Go through the records that follow and tally the lines with "namespace" in them; answer with the number alone.

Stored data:
=== Section Start ===

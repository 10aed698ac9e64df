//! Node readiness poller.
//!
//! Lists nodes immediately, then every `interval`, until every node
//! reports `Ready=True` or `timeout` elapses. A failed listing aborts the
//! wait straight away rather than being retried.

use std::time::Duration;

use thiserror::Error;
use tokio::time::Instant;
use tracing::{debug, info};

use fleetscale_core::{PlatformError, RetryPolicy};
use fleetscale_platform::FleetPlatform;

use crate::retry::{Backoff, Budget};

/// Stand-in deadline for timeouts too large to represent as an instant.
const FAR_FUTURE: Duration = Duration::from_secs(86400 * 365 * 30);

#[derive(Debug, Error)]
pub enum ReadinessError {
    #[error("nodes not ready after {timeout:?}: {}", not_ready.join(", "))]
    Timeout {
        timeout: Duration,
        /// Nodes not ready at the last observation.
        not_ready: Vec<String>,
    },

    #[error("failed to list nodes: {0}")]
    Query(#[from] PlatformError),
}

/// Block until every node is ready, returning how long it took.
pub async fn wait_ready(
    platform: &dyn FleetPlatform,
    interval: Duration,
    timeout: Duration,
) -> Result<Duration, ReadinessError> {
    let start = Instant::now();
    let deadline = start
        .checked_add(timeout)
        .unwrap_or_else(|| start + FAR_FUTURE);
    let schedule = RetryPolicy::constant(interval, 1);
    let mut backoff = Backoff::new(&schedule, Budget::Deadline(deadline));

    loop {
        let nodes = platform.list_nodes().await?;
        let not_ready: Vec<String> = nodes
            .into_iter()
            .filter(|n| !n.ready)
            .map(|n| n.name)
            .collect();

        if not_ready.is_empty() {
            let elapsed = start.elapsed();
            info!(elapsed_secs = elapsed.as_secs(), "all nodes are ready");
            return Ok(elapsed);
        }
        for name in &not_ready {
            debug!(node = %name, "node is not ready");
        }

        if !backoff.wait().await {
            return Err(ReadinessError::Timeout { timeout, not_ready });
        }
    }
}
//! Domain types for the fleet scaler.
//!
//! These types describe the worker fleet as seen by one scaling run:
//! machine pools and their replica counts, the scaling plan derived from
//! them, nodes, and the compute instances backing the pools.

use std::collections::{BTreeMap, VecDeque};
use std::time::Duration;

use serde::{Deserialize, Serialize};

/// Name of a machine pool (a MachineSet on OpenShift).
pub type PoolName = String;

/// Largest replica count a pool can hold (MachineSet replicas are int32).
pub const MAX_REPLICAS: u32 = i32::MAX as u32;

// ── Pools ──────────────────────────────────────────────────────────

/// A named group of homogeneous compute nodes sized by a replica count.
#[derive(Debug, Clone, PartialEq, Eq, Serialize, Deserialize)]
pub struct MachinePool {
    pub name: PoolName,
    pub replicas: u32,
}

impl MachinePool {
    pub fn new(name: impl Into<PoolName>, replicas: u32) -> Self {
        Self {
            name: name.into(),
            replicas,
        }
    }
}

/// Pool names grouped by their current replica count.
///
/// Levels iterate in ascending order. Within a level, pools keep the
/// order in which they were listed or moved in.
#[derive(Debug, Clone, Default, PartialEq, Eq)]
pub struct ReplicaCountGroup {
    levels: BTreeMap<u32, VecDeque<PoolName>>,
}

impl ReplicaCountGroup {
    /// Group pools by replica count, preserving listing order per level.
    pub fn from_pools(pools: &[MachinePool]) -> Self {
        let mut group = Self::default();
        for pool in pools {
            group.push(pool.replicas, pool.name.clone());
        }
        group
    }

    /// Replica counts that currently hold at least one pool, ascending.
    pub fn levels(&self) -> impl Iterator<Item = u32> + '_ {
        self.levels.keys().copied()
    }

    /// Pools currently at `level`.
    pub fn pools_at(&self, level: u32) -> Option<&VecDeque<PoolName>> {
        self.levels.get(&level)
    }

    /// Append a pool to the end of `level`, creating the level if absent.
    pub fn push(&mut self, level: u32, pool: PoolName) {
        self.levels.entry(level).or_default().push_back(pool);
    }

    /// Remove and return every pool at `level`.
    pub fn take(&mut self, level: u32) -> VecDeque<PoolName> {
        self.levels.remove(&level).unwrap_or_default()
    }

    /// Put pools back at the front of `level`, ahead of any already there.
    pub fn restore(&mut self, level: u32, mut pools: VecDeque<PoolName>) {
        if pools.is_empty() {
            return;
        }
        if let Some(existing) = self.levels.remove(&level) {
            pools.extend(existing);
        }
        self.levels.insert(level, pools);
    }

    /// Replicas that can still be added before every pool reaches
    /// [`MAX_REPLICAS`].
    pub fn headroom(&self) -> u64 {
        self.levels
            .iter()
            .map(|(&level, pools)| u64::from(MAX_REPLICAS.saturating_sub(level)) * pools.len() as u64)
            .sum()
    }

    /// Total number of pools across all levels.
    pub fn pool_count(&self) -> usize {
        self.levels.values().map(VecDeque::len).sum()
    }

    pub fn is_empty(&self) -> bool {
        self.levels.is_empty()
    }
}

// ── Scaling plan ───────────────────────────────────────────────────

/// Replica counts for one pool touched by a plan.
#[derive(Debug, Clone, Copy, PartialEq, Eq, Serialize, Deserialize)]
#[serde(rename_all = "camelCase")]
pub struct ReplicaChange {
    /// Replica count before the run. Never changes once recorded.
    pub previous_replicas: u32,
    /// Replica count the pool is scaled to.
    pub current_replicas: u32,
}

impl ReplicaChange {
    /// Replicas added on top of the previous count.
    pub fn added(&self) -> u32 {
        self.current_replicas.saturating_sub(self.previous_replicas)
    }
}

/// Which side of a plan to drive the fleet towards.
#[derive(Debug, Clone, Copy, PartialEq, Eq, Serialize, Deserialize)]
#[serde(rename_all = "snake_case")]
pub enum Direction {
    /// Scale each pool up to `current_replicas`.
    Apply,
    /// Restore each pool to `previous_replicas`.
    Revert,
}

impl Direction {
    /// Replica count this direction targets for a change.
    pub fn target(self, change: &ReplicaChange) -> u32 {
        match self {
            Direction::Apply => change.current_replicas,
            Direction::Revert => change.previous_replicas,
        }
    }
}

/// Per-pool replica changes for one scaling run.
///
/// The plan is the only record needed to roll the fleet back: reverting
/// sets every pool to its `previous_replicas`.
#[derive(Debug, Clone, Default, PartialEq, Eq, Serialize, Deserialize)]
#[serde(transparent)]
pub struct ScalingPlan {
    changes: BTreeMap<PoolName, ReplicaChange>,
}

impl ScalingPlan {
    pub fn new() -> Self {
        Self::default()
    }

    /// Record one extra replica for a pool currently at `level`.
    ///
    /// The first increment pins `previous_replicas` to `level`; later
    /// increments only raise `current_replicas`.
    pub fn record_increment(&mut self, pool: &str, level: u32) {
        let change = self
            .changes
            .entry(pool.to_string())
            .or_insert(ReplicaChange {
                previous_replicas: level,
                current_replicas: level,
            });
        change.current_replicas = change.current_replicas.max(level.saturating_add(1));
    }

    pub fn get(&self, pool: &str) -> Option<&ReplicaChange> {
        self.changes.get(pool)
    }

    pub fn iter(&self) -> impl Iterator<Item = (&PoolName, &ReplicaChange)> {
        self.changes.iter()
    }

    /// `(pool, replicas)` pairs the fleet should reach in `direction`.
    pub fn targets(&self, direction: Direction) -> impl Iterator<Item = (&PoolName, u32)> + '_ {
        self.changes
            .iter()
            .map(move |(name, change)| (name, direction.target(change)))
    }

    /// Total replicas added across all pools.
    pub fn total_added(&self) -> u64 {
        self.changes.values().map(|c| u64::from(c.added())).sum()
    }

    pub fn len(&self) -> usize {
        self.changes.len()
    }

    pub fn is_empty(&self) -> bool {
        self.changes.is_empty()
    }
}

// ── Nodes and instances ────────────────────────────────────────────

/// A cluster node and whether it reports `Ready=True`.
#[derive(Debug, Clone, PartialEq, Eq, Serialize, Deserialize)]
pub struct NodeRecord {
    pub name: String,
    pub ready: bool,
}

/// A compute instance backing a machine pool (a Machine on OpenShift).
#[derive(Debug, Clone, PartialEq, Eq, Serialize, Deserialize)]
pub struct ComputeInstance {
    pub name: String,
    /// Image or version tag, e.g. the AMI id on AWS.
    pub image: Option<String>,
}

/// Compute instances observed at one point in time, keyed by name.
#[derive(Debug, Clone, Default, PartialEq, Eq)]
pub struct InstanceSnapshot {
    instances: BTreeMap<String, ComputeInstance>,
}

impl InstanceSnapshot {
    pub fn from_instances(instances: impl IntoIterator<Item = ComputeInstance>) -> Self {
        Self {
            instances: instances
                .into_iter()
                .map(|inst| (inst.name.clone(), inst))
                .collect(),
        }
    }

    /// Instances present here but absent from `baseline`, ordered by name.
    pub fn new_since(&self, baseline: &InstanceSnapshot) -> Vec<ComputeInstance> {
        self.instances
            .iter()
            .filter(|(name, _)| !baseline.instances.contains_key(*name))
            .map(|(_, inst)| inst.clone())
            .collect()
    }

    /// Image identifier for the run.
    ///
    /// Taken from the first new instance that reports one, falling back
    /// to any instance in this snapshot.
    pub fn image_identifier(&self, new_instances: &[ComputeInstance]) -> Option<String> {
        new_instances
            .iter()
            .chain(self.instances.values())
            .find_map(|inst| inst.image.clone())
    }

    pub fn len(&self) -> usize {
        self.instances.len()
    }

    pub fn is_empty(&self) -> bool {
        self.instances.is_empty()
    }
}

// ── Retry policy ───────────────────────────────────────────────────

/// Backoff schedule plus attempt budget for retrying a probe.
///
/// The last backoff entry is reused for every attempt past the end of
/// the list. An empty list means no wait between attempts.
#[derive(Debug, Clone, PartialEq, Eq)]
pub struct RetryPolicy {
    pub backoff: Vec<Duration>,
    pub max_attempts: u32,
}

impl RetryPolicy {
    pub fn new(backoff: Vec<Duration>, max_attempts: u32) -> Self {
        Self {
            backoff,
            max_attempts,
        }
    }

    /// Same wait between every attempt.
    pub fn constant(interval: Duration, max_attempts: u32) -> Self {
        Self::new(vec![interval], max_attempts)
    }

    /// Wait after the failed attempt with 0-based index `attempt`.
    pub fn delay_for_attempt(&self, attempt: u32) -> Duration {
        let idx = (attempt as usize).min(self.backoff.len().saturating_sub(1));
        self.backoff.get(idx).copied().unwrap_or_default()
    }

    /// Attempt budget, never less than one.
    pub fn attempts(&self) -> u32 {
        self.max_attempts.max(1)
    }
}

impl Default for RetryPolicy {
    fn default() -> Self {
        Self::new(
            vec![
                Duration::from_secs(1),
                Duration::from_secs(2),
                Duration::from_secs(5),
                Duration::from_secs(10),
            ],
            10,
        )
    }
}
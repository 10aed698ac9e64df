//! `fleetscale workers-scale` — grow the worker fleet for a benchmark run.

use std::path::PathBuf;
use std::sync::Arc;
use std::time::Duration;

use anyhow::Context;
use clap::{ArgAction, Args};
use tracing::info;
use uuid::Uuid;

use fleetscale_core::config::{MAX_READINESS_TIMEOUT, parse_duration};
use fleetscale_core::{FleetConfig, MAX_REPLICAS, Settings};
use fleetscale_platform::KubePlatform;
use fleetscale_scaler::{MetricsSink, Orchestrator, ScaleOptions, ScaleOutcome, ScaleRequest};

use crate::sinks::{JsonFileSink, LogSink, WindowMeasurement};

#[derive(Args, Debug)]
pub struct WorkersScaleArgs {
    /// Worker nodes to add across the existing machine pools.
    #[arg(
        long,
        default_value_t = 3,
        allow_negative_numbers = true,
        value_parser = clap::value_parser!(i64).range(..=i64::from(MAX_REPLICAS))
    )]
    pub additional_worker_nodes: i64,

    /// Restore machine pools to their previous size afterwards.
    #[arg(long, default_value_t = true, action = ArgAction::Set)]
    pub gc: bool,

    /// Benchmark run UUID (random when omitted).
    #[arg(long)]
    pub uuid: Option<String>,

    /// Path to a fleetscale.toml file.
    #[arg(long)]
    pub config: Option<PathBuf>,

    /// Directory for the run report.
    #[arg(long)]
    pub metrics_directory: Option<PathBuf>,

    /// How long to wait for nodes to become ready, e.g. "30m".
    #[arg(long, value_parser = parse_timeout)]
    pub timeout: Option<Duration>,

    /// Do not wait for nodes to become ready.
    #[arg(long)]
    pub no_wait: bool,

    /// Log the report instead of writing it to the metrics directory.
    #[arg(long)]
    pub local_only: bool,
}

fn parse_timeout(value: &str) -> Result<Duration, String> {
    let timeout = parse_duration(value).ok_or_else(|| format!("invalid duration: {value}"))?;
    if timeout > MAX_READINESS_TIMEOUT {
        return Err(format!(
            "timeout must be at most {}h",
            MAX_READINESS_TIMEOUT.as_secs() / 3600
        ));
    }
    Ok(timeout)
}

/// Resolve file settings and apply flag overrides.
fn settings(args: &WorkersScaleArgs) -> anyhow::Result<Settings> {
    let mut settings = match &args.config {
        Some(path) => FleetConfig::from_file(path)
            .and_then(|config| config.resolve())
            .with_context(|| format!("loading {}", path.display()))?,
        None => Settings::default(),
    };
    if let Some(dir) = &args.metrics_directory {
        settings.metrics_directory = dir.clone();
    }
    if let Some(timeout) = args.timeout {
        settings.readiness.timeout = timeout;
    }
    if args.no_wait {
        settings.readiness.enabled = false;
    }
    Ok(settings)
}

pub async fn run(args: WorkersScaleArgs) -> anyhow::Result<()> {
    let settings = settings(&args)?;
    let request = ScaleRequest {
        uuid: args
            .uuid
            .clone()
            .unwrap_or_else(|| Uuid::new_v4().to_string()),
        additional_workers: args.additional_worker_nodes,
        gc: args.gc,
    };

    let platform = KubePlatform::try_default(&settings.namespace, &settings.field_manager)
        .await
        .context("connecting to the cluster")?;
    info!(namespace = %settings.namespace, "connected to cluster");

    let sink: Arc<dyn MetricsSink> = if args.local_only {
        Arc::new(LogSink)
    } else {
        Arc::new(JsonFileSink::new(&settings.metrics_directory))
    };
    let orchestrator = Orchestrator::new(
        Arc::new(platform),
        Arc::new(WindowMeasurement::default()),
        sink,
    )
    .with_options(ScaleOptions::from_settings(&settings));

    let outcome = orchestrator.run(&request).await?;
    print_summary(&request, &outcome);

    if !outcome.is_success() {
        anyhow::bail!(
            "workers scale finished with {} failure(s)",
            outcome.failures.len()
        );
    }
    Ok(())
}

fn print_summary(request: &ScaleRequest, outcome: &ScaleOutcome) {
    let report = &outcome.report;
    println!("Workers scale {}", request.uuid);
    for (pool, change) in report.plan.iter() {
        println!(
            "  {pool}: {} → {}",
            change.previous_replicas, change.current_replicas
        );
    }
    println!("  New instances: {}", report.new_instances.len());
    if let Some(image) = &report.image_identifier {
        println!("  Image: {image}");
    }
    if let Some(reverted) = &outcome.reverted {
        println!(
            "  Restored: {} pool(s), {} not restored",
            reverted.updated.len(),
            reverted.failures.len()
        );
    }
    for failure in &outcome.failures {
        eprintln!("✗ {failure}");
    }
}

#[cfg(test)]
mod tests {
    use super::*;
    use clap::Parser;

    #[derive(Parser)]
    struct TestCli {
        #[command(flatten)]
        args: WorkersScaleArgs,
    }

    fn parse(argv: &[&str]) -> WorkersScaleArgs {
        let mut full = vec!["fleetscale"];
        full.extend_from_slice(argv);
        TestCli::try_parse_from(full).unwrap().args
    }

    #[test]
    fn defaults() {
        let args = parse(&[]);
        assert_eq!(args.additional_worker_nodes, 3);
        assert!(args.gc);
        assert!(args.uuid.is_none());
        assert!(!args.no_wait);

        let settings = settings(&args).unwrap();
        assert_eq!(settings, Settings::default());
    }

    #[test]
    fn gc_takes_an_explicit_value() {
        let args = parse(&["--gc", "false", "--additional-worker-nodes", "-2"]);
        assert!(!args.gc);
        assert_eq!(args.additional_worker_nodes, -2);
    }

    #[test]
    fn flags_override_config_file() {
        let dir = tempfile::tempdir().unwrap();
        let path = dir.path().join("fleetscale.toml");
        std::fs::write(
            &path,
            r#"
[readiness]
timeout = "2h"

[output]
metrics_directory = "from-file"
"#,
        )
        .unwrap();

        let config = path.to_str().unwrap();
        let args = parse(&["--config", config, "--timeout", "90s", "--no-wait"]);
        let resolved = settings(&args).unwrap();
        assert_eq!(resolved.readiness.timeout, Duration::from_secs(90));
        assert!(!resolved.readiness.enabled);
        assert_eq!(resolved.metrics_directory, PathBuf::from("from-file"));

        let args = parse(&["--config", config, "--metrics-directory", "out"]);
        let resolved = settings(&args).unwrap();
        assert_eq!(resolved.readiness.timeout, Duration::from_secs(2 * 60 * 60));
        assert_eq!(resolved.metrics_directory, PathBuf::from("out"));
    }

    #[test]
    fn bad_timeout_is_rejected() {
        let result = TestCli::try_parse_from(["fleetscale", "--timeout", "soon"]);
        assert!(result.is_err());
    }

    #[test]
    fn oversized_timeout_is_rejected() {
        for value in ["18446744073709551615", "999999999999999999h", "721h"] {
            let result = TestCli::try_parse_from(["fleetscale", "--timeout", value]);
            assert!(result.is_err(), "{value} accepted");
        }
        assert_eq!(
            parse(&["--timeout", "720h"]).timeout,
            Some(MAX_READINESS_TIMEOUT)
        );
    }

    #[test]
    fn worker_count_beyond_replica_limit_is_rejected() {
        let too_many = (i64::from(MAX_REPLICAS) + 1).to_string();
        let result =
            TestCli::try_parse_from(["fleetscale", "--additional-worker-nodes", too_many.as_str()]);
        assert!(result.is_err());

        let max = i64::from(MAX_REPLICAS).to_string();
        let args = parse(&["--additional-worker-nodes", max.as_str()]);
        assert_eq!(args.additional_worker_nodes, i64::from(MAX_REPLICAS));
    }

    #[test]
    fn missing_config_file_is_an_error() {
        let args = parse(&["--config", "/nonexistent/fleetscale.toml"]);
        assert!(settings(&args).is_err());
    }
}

=== Section End ===

_Result of this task:_ 2